In response to emerging calls for clarity on FBAR penalties, the IRS recently released a memorandum to all LB&I, SB/SE and TE/GE employees regarding guidelines for imposing FBAR penalties.

As a quick review, the penalty for willfully failing to file an FBAR is capped at the greater of $100,000 or 50% of the highest aggregate account balance, per violation, and the penalty for non-willfully failing to file an FBAR will not exceed $10,000 per violation. Taxpayers that fail to report multiple foreign financial accounts over multiple years face potentially enormous FBAR penalties. In the past, practitioners and taxpayers have complained that the government treats the maximum penalty as the default penalty without giving enough emphasis to a taxpayer’s mitigating circumstances, thereby violating the 8th amendment prohibition against excessive fines. For example, in the Zwerner case, a jury imposed fines equal to 1.5 times the highest account balance held by the taxpayer for the years at issue, although the government later settled with the taxpayer for a reduced amount. Additionally, in Moore v. United States, the court rejected the plaintiff’s argument that the $10,000 non-willful penalty violated the 8th amendment because the plaintiff did not have reasonable cause for failing to file FBARs. Although the Internal Revenue Manual provides mitigation guidelines for both the willful and non-willful penalties, practitioners and taxpayers have complained that the guidelines do not always offer taxpayers clear predictability.

The memorandum the IRS recently released clarifies the guidelines for imposing FBAR penalties. Specifically, the memorandum states that for most willful violation cases, the penalty amount for all years under audit shall not exceed 50% of the highest aggregate balance of all unreported foreign accounts under examination. In no event shall the penalty exceed 100% of the highest aggregate account balance of all unreported foreign accounts under audit.

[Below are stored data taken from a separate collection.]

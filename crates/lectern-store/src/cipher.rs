use aes::cipher::{block_padding::Pkcs7, BlockDecryptMut, BlockEncryptMut, KeyIvInit};
use rand::{rngs::OsRng, RngCore};
use serde::{Deserialize, Serialize};
use serde_json::Value;
use thiserror::Error;

use crate::key_provider::KeyMaterial;

type Aes256CbcEnc = cbc::Encryptor<aes::Aes256>;
type Aes256CbcDec = cbc::Decryptor<aes::Aes256>;

/// Envelope format version written by this store.
pub const ENVELOPE_VERSION: u32 = 1;
/// CBC initialization vector length in bytes.
pub const IV_LENGTH: usize = 16;
/// AES block length in bytes; ciphertext is always a whole number of blocks.
const BLOCK_LENGTH: usize = 16;

/// On-disk container for an encrypted document.
///
/// Files written by the legacy system carry only `iv` and `data` and are
/// recognized structurally; everything written by this store also carries
/// the `v` tag so the format is unambiguous going forward.
#[derive(Debug, Clone, Serialize, Deserialize, PartialEq, Eq)]
pub struct Envelope {
    #[serde(rename = "v", default, skip_serializing_if = "Option::is_none")]
    pub version: Option<u32>,
    pub iv: String,
    pub data: String,
}

impl Envelope {
    /// Recognize the envelope shape in a parsed document: a top-level
    /// object whose `iv` and `data` are strings, with an optional `v` tag.
    /// A plaintext document that happens to use exactly these keys is
    /// indistinguishable from legacy ciphertext and will surface as a
    /// decrypt failure rather than be returned as data.
    pub fn detect(document: &Value) -> Option<Envelope> {
        let object = document.as_object()?;
        let iv = object.get("iv")?.as_str()?;
        let data = object.get("data")?.as_str()?;
        let version = match object.get("v") {
            Some(tag) => Some(u32::try_from(tag.as_u64()?).ok()?),
            None => None,
        };
        Some(Envelope {
            version,
            iv: iv.to_string(),
            data: data.to_string(),
        })
    }
}

/// Failures while sealing or opening an envelope. No I/O happens here;
/// the document store wraps these with the affected path.
#[derive(Debug, Error, PartialEq, Eq)]
pub enum CipherError {
    #[error("document cannot be serialized: {0}")]
    Serialize(String),
    #[error("envelope field is not valid hex: {0}")]
    Encoding(String),
    #[error("initialization vector must be {IV_LENGTH} bytes, got {0}")]
    InvalidIv(usize),
    #[error("unsupported envelope version {0}")]
    UnsupportedVersion(u32),
    #[error("ciphertext rejected: {0}")]
    Decrypt(String),
}

/// Seal a document: canonical JSON, a fresh random 128-bit IV per call
/// (CBC leaks plaintext relationships if an IV is ever reused), AES-256
/// with PKCS#7 padding, hex-encoded fields.
pub fn encrypt(key: &KeyMaterial, document: &Value) -> Result<Envelope, CipherError> {
    let plaintext =
        serde_json::to_vec(document).map_err(|err| CipherError::Serialize(err.to_string()))?;

    let mut iv = [0u8; IV_LENGTH];
    OsRng.fill_bytes(&mut iv);

    let ciphertext = Aes256CbcEnc::new(&key.bytes.into(), &iv.into())
        .encrypt_padded_vec_mut::<Pkcs7>(&plaintext);

    Ok(Envelope {
        version: Some(ENVELOPE_VERSION),
        iv: hex::encode(iv),
        data: hex::encode(ciphertext),
    })
}

/// Open an envelope. Fails if the hex fields do not decode, the ciphertext
/// length or padding is invalid, or the decrypted bytes are not valid JSON.
/// The JSON check is what rejects a wrong key instead of returning garbage
/// that merely looks like a document.
pub fn decrypt(key: &KeyMaterial, envelope: &Envelope) -> Result<Value, CipherError> {
    if let Some(version) = envelope.version {
        if version != ENVELOPE_VERSION {
            return Err(CipherError::UnsupportedVersion(version));
        }
    }

    let iv_bytes = hex::decode(&envelope.iv).map_err(|err| CipherError::Encoding(err.to_string()))?;
    let iv: [u8; IV_LENGTH] = iv_bytes
        .as_slice()
        .try_into()
        .map_err(|_| CipherError::InvalidIv(iv_bytes.len()))?;

    let ciphertext =
        hex::decode(&envelope.data).map_err(|err| CipherError::Encoding(err.to_string()))?;
    if ciphertext.is_empty() || ciphertext.len() % BLOCK_LENGTH != 0 {
        return Err(CipherError::Decrypt(format!(
            "ciphertext length {} is not a whole number of blocks",
            ciphertext.len()
        )));
    }

    let plaintext = Aes256CbcDec::new(&key.bytes.into(), &iv.into())
        .decrypt_padded_vec_mut::<Pkcs7>(&ciphertext)
        .map_err(|_| CipherError::Decrypt("invalid padding".to_string()))?;

    serde_json::from_slice(&plaintext)
        .map_err(|_| CipherError::Decrypt("decrypted bytes are not valid JSON".to_string()))
}
use std::path::PathBuf;

use color_eyre::Result;
use dirs::data_dir;
use lectern_store::{
    encrypted_store::EncryptedDocumentStore,
    key_provider::{EnvKeyProvider, KeyMaterial, KeyProvider, KeyringProvider},
};
use tracing::debug;

const KEYRING_SERVICE: &str = "lectern";
const KEYRING_ACCOUNT: &str = "store-key";

/// Resolve the default directory for the collection files.
pub fn default_data_dir() -> Result<PathBuf> {
    let base = data_dir().ok_or_else(|| color_eyre::eyre::eyre!("no data dir available"))?;
    Ok(base.join("lectern"))
}

/// Data directory honoring a config override.
pub fn resolve_data_dir(config: &crate::config::Config) -> Result<PathBuf> {
    match &config.data_dir {
        Some(dir) => Ok(dir.clone()),
        None => default_data_dir(),
    }
}

/// Resolve the process-wide key, in precedence order: explicit hex in the
/// config file, the OS keyring (when enabled), then the environment
/// variable with its transient-key fallback.
pub async fn resolve_key(config: &crate::config::Config) -> Result<KeyMaterial> {
    if let Some(encryption) = &config.encryption {
        if let Some(key_hex) = &encryption.key_hex {
            return Ok(KeyMaterial::from_hex("config", key_hex)?);
        }
        if encryption.use_keyring == Some(true) {
            let provider = KeyringProvider::new(KEYRING_SERVICE, KEYRING_ACCOUNT);
            return Ok(provider.get_or_create().await?);
        }
    }
    Ok(EnvKeyProvider::default().get_or_create().await?)
}

/// Build the encrypted store, resolving the key exactly once for the
/// process lifetime.
pub async fn store_from_config(config: &crate::config::Config) -> Result<EncryptedDocumentStore> {
    let key = resolve_key(config).await?;
    debug!(key_id = %key.id, "initializing encrypted document store");
    Ok(EncryptedDocumentStore::new(key))
}
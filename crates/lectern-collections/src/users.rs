use std::{path::PathBuf, sync::Arc};

use anyhow::{bail, Result};
use chrono::{DateTime, Utc};
use lectern_core::storage::DocumentStore;
use serde::{Deserialize, Serialize};
use serde_json::json;
use tracing::instrument;
use uuid::Uuid;

/// Registered account. Password hashing and token verification belong to
/// the authentication layer; this type only carries what it is given.
#[derive(Debug, Clone, Serialize, Deserialize, PartialEq, Eq)]
#[serde(rename_all = "camelCase")]
pub struct User {
    pub id: u64,
    pub username: String,
    pub password_hash: String,
    pub is_author: bool,
    /// Per-account secret compared against session claims; rotated on login.
    pub security_token: String,
    pub created_at: DateTime<Utc>,
    pub last_login: Option<DateTime<Utc>>,
}

/// Accessor for the user directory: a bare array in `users.json`.
pub struct UserDirectory<S> {
    store: Arc<S>,
    path: PathBuf,
}

impl<S: DocumentStore> UserDirectory<S> {
    pub fn new(store: Arc<S>, path: impl Into<PathBuf>) -> Self {
        Self {
            store,
            path: path.into(),
        }
    }

    pub async fn list(&self) -> Result<Vec<User>> {
        let document = self.store.read(&self.path, json!([])).await?;
        Ok(serde_json::from_value(document)?)
    }

    pub async fn find_by_username(&self, username: &str) -> Result<Option<User>> {
        Ok(self
            .list()
            .await?
            .into_iter()
            .find(|user| user.username == username))
    }

    pub async fn find(&self, id: u64) -> Result<Option<User>> {
        Ok(self.list().await?.into_iter().find(|user| user.id == id))
    }

    /// Register a new account. Usernames are unique; ids are sequential
    /// (`max(id) + 1`), matching the data already on disk.
    #[instrument(skip(self, password_hash))]
    pub async fn register(
        &self,
        username: &str,
        password_hash: &str,
        is_author: bool,
    ) -> Result<User> {
        let _guard = self.store.begin(&self.path).await?;
        let document = self.store.read(&self.path, json!([])).await?;
        let mut users: Vec<User> = serde_json::from_value(document)?;

        if users.iter().any(|user| user.username == username) {
            bail!("username already taken: {username}");
        }

        let id = users.iter().map(|user| user.id).max().unwrap_or(0) + 1;
        let user = User {
            id,
            username: username.to_string(),
            password_hash: password_hash.to_string(),
            is_author,
            security_token: fresh_token(),
            created_at: Utc::now(),
            last_login: None,
        };
        users.push(user.clone());

        self.store
            .write(&self.path, &serde_json::to_value(&users)?)
            .await?;
        Ok(user)
    }

    /// Stamp a successful login and rotate the account's security token,
    /// invalidating sessions minted before it.
    #[instrument(skip(self))]
    pub async fn record_login(&self, id: u64) -> Result<User> {
        let _guard = self.store.begin(&self.path).await?;
        let document = self.store.read(&self.path, json!([])).await?;
        let mut users: Vec<User> = serde_json::from_value(document)?;

        let Some(user) = users.iter_mut().find(|user| user.id == id) else {
            bail!("no user with id {id}");
        };
        user.last_login = Some(Utc::now());
        user.security_token = fresh_token();
        let updated = user.clone();

        self.store
            .write(&self.path, &serde_json::to_value(&users)?)
            .await?;
        Ok(updated)
    }
}

fn fresh_token() -> String {
    Uuid::new_v4().simple().to_string()
}
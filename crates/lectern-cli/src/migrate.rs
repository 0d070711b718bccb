use std::{
    fs,
    path::{Path, PathBuf},
};

use color_eyre::Result;
use lectern_core::storage::{update, Document};
use lectern_store::{cipher::Envelope, encrypted_store::EncryptedDocumentStore};
use serde_json::json;
use tracing::info;

/// Outcome of one migration pass over a data directory.
#[derive(Debug, Default)]
pub struct MigrationReport {
    pub migrated: Vec<PathBuf>,
    pub already_encrypted: Vec<PathBuf>,
    pub failed: Vec<(PathBuf, String)>,
}

/// Re-encrypt every legacy plaintext `.json` file directly under `dir`.
/// Envelope-form files are left alone; unreadable files are reported and
/// not touched. Each rewrite runs under the store's per-path guard, so a
/// live handler on the same file cannot interleave.
pub async fn run(store: &EncryptedDocumentStore, dir: &Path) -> Result<MigrationReport> {
    let mut report = MigrationReport::default();

    let mut paths: Vec<PathBuf> = fs::read_dir(dir)?
        .collect::<std::io::Result<Vec<_>>>()?
        .into_iter()
        .map(|entry| entry.path())
        .filter(|path| path.extension().and_then(|ext| ext.to_str()) == Some("json"))
        .collect();
    paths.sort();

    for path in paths {
        let raw = match fs::read(&path) {
            Ok(bytes) => bytes,
            Err(err) => {
                report.failed.push((path, err.to_string()));
                continue;
            }
        };
        match serde_json::from_slice::<Document>(&raw) {
            Err(err) => report.failed.push((path, err.to_string())),
            Ok(parsed) if Envelope::detect(&parsed).is_some() => {
                report.already_encrypted.push(path);
            }
            Ok(_) => {
                // Rewriting the unchanged content leaves the file in
                // envelope form; the guard keeps live handlers out.
                match update(store, &path, json!(null), |_| {}).await {
                    Ok(_) => {
                        info!(path = %path.display(), "re-encrypted legacy file");
                        report.migrated.push(path);
                    }
                    Err(err) => report.failed.push((path, err.to_string())),
                }
            }
        }
    }

    Ok(report)
}

#[cfg(test)]
mod tests {
    use lectern_core::storage::DocumentStore;
    use lectern_store::key_provider::KeyMaterial;

    use super::*;

    #[tokio::test]
    async fn migrates_only_legacy_plaintext_files() {
        let dir = tempfile::tempdir().expect("tempdir");
        let store = EncryptedDocumentStore::new(KeyMaterial::random("test"));

        let legacy = dir.path().join("users.json");
        fs::write(&legacy, r#"[{"id": 1, "username": "emilio"}]"#).expect("seed");

        let encrypted = dir.path().join("forums.json");
        store
            .write(&encrypted, &json!({"forums": []}))
            .await
            .expect("write");

        let broken = dir.path().join("stats.json");
        fs::write(&broken, "{oops").expect("seed");

        // Non-JSON files are outside the store's remit.
        fs::write(dir.path().join("notes.txt"), "ignore me").expect("seed");

        let report = run(&store, dir.path()).await.expect("migrate");
        assert_eq!(report.migrated, vec![legacy.clone()]);
        assert_eq!(report.already_encrypted, vec![encrypted]);
        assert_eq!(report.failed.len(), 1);
        assert_eq!(report.failed[0].0, broken);

        // The migrated file is now an envelope and still readable.
        let on_disk: Document =
            serde_json::from_str(&fs::read_to_string(&legacy).expect("raw")).expect("json");
        assert!(Envelope::detect(&on_disk).is_some());
        let document = store.read(&legacy, json!([])).await.expect("read");
        assert_eq!(document, json!([{"id": 1, "username": "emilio"}]));
    }

    #[tokio::test]
    async fn second_pass_is_a_no_op() {
        let dir = tempfile::tempdir().expect("tempdir");
        let store = EncryptedDocumentStore::new(KeyMaterial::random("test"));
        fs::write(dir.path().join("shelf.json"), "{}").expect("seed");

        let first = run(&store, dir.path()).await.expect("migrate");
        assert_eq!(first.migrated.len(), 1);

        let second = run(&store, dir.path()).await.expect("migrate again");
        assert!(second.migrated.is_empty());
        assert_eq!(second.already_encrypted.len(), 1);
    }
}
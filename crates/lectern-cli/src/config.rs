use std::{
    fs,
    path::{Path, PathBuf},
};

use color_eyre::Result;
use dirs::config_dir;
use serde::{Deserialize, Serialize};

/// User-level configuration loaded from `~/.config/lectern/config.toml`
/// (platform-specific).
#[derive(Debug, Clone, Deserialize, Serialize, Default, PartialEq, Eq)]
pub struct Config {
    /// Override for the directory holding the collection files.
    pub data_dir: Option<PathBuf>,
    /// Encryption key settings; when absent the environment variable (or a
    /// transient key) is used.
    pub encryption: Option<EncryptionConfig>,
}

#[derive(Debug, Clone, Deserialize, Serialize, Default, PartialEq, Eq)]
pub struct EncryptionConfig {
    /// 64-hex-char key; takes precedence over everything else.
    pub key_hex: Option<String>,
    /// Keep the key in the OS keyring instead of the environment.
    pub use_keyring: Option<bool>,
}

/// Load config from the default path; if missing, return defaults.
pub fn load() -> Result<Config> {
    let path = default_path()?;
    load_from_path(path)
}

/// Load config from a given path; if missing or empty, return defaults.
pub fn load_from_path(path: impl AsRef<Path>) -> Result<Config> {
    let path = path.as_ref();
    if !path.exists() {
        return Ok(Config::default());
    }
    let contents = fs::read_to_string(path)?;
    if contents.trim().is_empty() {
        return Ok(Config::default());
    }
    let cfg: Config = toml::from_str(&contents)?;
    Ok(cfg)
}

/// Resolve the default config path (platform aware).
pub fn default_path() -> Result<PathBuf> {
    let base = config_dir().ok_or_else(|| color_eyre::eyre::eyre!("no config dir available"))?;
    Ok(base.join("lectern").join("config.toml"))
}

/// Write the given config to disk, creating parent directories as needed.
/// An existing file is left alone to avoid clobbering user edits.
pub fn write_default_if_missing(config: &Config) -> Result<PathBuf> {
    let path = default_path()?;
    if path.exists() {
        return Ok(path);
    }
    if let Some(parent) = path.parent() {
        fs::create_dir_all(parent)?;
    }
    let body = toml::to_string_pretty(config)?;
    fs::write(&path, body)?;
    Ok(path)
}

#[cfg(test)]
mod tests {
    use super::*;

    #[test]
    fn returns_default_when_missing() {
        let dir = tempfile::tempdir().expect("tempdir");
        let cfg = load_from_path(dir.path().join("config.toml")).expect("load");
        assert_eq!(cfg, Config::default());
    }

    #[test]
    fn parses_custom_config() {
        let contents = r#"
            data_dir = "/srv/lectern-data"
            [encryption]
            key_hex = "aa"
            use_keyring = false
        "#;
        let dir = tempfile::tempdir().expect("tempdir");
        let path = dir.path().join("config.toml");
        fs::write(&path, contents).expect("write temp config");

        let cfg = load_from_path(&path).expect("load");
        assert_eq!(
            cfg,
            Config {
                data_dir: Some(PathBuf::from("/srv/lectern-data")),
                encryption: Some(EncryptionConfig {
                    key_hex: Some("aa".into()),
                    use_keyring: Some(false),
                }),
            }
        );
    }

    #[test]
    fn empty_file_means_defaults() {
        let dir = tempfile::tempdir().expect("tempdir");
        let path = dir.path().join("config.toml");
        fs::write(&path, "\n").expect("write empty config");
        let cfg = load_from_path(&path).expect("load");
        assert_eq!(cfg, Config::default());
    }
}
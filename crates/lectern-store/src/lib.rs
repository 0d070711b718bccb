//! Concrete document persistence with encryption at rest.
//! AES-256-CBC envelopes on disk, with keys sourced from the environment,
//! the OS keyring, or test doubles.

pub mod cipher;
pub mod encrypted_store;
pub mod key_provider;
mod cli;
mod config;
mod migrate;
mod storage;

use std::{fs, path::Path};

use clap::Parser;
use color_eyre::Result;
use lectern_core::storage::{Document, DocumentStore};
use lectern_store::{
    cipher::{self, Envelope},
    key_provider::{KeyMaterial, DEFAULT_KEY_VARIABLE},
};
use serde_json::json;
use tracing_subscriber::{layer::SubscriberExt, util::SubscriberInitExt, EnvFilter};

use crate::cli::{Command, ConfigCommand};

#[tokio::main]
async fn main() -> Result<()> {
    color_eyre::install()?;
    init_tracing();

    let cli = cli::Cli::parse();
    let config = config::load()?;
    match cli.command {
        Command::Health => run_health_check(&config).await?,
        Command::Keygen => run_keygen(),
        Command::Migrate { dir } => run_migrate(&dir, &config).await?,
        Command::Inspect { file } => run_inspect(&file, &config).await?,
        Command::Config(ConfigCommand::Init) => init_config(&config)?,
        Command::Version => print_version(),
    }

    Ok(())
}

fn init_tracing() {
    // Respect user-provided filters, default to info to avoid noisy stdout.
    let env_filter = EnvFilter::try_from_default_env().unwrap_or_else(|_| EnvFilter::new("info"));
    let fmt_layer = tracing_subscriber::fmt::layer().with_target(false);
    tracing_subscriber::registry()
        .with(env_filter)
        .with(fmt_layer)
        .init();
}

fn print_version() {
    println!("lectern {}", env!("CARGO_PKG_VERSION"));
}

/// Probe the encrypted store with a write/read round trip in the data
/// directory, then clean the probe file up.
async fn run_health_check(config: &config::Config) -> Result<()> {
    let store = storage::store_from_config(config).await?;
    let dir = storage::resolve_data_dir(config)?;
    let probe = dir.join("health-probe.json");

    let payload = json!({"ok": true});
    store
        .write(&probe, &payload)
        .await
        .map_err(|err| color_eyre::eyre::eyre!(err.to_string()))?;
    let round_trip = store
        .read(&probe, json!({}))
        .await
        .map_err(|err| color_eyre::eyre::eyre!(err.to_string()))?;
    let _ = fs::remove_file(&probe);

    if round_trip != payload {
        return Err(color_eyre::eyre::eyre!("store probe did not round-trip"));
    }
    println!("Storage: ok");
    Ok(())
}

fn run_keygen() {
    let key = KeyMaterial::random("generated");
    println!("{}", key.to_hex());
    eprintln!("Set {DEFAULT_KEY_VARIABLE} to this value before starting the backend.");
}

async fn run_migrate(dir: &Path, config: &config::Config) -> Result<()> {
    let store = storage::store_from_config(config).await?;
    let report = migrate::run(&store, dir).await?;

    println!("Re-encrypted: {}", report.migrated.len());
    println!("Already encrypted: {}", report.already_encrypted.len());
    for (path, reason) in &report.failed {
        println!("Failed: {} ({reason})", path.display());
    }
    if !report.failed.is_empty() {
        return Err(color_eyre::eyre::eyre!(
            "{} file(s) could not be migrated",
            report.failed.len()
        ));
    }
    Ok(())
}

/// Report a file's on-disk state and print the logical document, the same
/// check an operator would otherwise do by hand after enabling encryption.
async fn run_inspect(file: &Path, config: &config::Config) -> Result<()> {
    let raw = fs::read(file)?;
    let parsed: Document = serde_json::from_slice(&raw)?;

    match Envelope::detect(&parsed) {
        Some(envelope) => {
            let key = storage::resolve_key(config).await?;
            let document = cipher::decrypt(&key, &envelope)?;
            match envelope.version {
                Some(version) => println!("Encrypted envelope (v{version})"),
                None => println!("Encrypted envelope (legacy, untagged)"),
            }
            println!("{}", serde_json::to_string_pretty(&document)?);
        }
        None => {
            println!("Plaintext (will be encrypted on next write)");
            println!("{}", serde_json::to_string_pretty(&parsed)?);
        }
    }
    Ok(())
}

fn init_config(config: &config::Config) -> Result<()> {
    let path = config::write_default_if_missing(config)?;
    println!("Config: {}", path.display());
    Ok(())
}
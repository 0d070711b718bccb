use std::path::{Path, PathBuf};

use async_trait::async_trait;
use thiserror::Error;

use super::path_lock::PathGuard;

/// A document is any JSON value persisted at a file path. Its top-level
/// shape (bare array, wrapped object, map keyed by id) is a convention
/// owned by the caller, never by the store.
pub type Document = serde_json::Value;

/// Errors produced by document store implementations.
///
/// A missing file is deliberately absent here: it represents legitimate
/// first use and surfaces as the caller-supplied default instead.
#[derive(Debug, Error, PartialEq, Eq)]
pub enum StoreError {
    /// Filesystem failure: permissions, disk full, unreadable file.
    #[error("i/o failure at {path}: {reason}")]
    Io { path: PathBuf, reason: String },
    /// The file exists but does not hold valid JSON.
    #[error("corrupt document at {path}: {reason}")]
    Corrupt { path: PathBuf, reason: String },
    /// The file holds a ciphertext envelope that cannot be opened: wrong
    /// key, tampered ciphertext, or an unsupported envelope version.
    #[error("cannot decrypt document at {path}: {reason}")]
    Decrypt { path: PathBuf, reason: String },
}

impl StoreError {
    pub(crate) fn io(path: &Path, err: impl ToString) -> Self {
        StoreError::Io {
            path: path.to_path_buf(),
            reason: err.to_string(),
        }
    }
}

/// Contract for encrypted-at-rest JSON document persistence used by every
/// collection accessor.
#[async_trait]
pub trait DocumentStore: Send + Sync {
    /// Read the document at `path`. A missing file returns `default`
    /// unchanged. Corruption and decryption failures always propagate;
    /// masking them as `default` would silently discard user data.
    async fn read(&self, path: &Path, default: Document) -> Result<Document, StoreError>;

    /// Replace the document at `path` with `document`, encrypted at rest.
    /// Parent directories are created as needed and the file is swapped in
    /// atomically, so a concurrent `read` never observes a torn file.
    async fn write(&self, path: &Path, document: &Document) -> Result<(), StoreError>;

    /// Enter the mutual-exclusion scope for `path`.
    ///
    /// `read` and `write` are individually safe against torn files, but a
    /// read-modify-write sequence must hold the returned guard for its
    /// whole duration or a concurrent sequence on the same path can
    /// overwrite its effect (lost update). Distinct paths never contend.
    async fn begin(&self, path: &Path) -> Result<PathGuard, StoreError>;
}

/// Run a read-modify-write sequence against `path` under the per-path
/// guard: read (or default), apply the mutation in place, write back.
/// Returns the document as written. The guard is released on every exit,
/// including errors.
pub async fn update<S, F>(
    store: &S,
    path: &Path,
    default: Document,
    apply: F,
) -> Result<Document, StoreError>
where
    S: DocumentStore + ?Sized,
    F: FnOnce(&mut Document) + Send,
{
    let _guard = store.begin(path).await?;
    let mut document = store.read(path, default).await?;
    apply(&mut document);
    store.write(path, &document).await?;
    Ok(document)
}

#[cfg(test)]
mod tests {
    use serde_json::json;

    use super::*;
    use crate::storage::InMemoryDocumentStore;

    #[tokio::test]
    async fn update_applies_mutation_and_persists() {
        let store = InMemoryDocumentStore::new();
        let path = Path::new("/data/users.json");

        let written = update(&store, path, json!([]), |doc| {
            doc.as_array_mut().unwrap().push(json!({"id": 1}));
        })
        .await
        .expect("update");

        assert_eq!(written, json!([{"id": 1}]));
        let read_back = store.read(path, json!([])).await.expect("read");
        assert_eq!(read_back, json!([{"id": 1}]));
    }

    #[tokio::test(flavor = "multi_thread", worker_threads = 2)]
    async fn guarded_sequences_lose_no_update() {
        let store = std::sync::Arc::new(InMemoryDocumentStore::new());
        let path = Path::new("/data/shelf.json");

        let mut handles = Vec::new();
        for id in 0..2 {
            let store = store.clone();
            handles.push(tokio::spawn(async move {
                let path = Path::new("/data/shelf.json");
                let _guard = store.begin(path).await.expect("begin");
                let mut doc = store.read(path, json!([])).await.expect("read");
                // Widen the race window while the guard is held.
                tokio::time::sleep(std::time::Duration::from_millis(20)).await;
                doc.as_array_mut().unwrap().push(json!({ "id": id }));
                store.write(path, &doc).await.expect("write");
            }));
        }
        for handle in handles {
            handle.await.expect("join");
        }

        let merged = store.read(path, json!([])).await.expect("read");
        assert_eq!(merged.as_array().unwrap().len(), 2);
    }

    #[tokio::test]
    async fn unguarded_interleaving_demonstrates_lost_update() {
        let store = InMemoryDocumentStore::new();
        let path = Path::new("/data/shelf.json");

        // Both sequences read the same prior state before either writes.
        let mut first = store.read(path, json!([])).await.expect("read");
        let mut second = store.read(path, json!([])).await.expect("read");

        first.as_array_mut().unwrap().push(json!({"id": "a"}));
        store.write(path, &first).await.expect("write");

        second.as_array_mut().unwrap().push(json!({"id": "b"}));
        store.write(path, &second).await.expect("write");

        // The second write wins; the first mutation is silently discarded.
        let merged = store.read(path, json!([])).await.expect("read");
        assert_eq!(merged, json!([{"id": "b"}]));
    }
}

The memorandum also clarifies that non-willful violations should generally be capped at $10,000 per year, regardless of how many foreign financial accounts a taxpayer fails to disclose in a given year. However, if the facts and circumstances warrant, a separate non-willful penalty for each unreported foreign financial account and for each year may be imposed. Examiners must obtain their group manager’s approval prior to imposing the enhanced penalty, and in no event shall the penalties for non-willful violations exceed 50% of the highest aggregate balance of all unreported foreign accounts for the years under exam.

The memorandum further specifies that for multiple owners of foreign financial accounts, examiners must make a separate determination for each account owner as to whether an FBAR violation occurred. The penalty is based on the co-owner’s percentage ownership of the highest balance of the foreign financial account. If the IRS cannot determine the co-owner’s percentage ownership, the Service will divide the highest aggregate balance equally among the owners or in another manner based on the facts and circumstances.

The memorandum is effective May 13, 2015 and “applies to all open cases where the FBAR penalty is considered.” The IRS will incorporate the guidance into IRM 4.26.16 and IRM 4.26.17 within one year of the guidance’s issuance.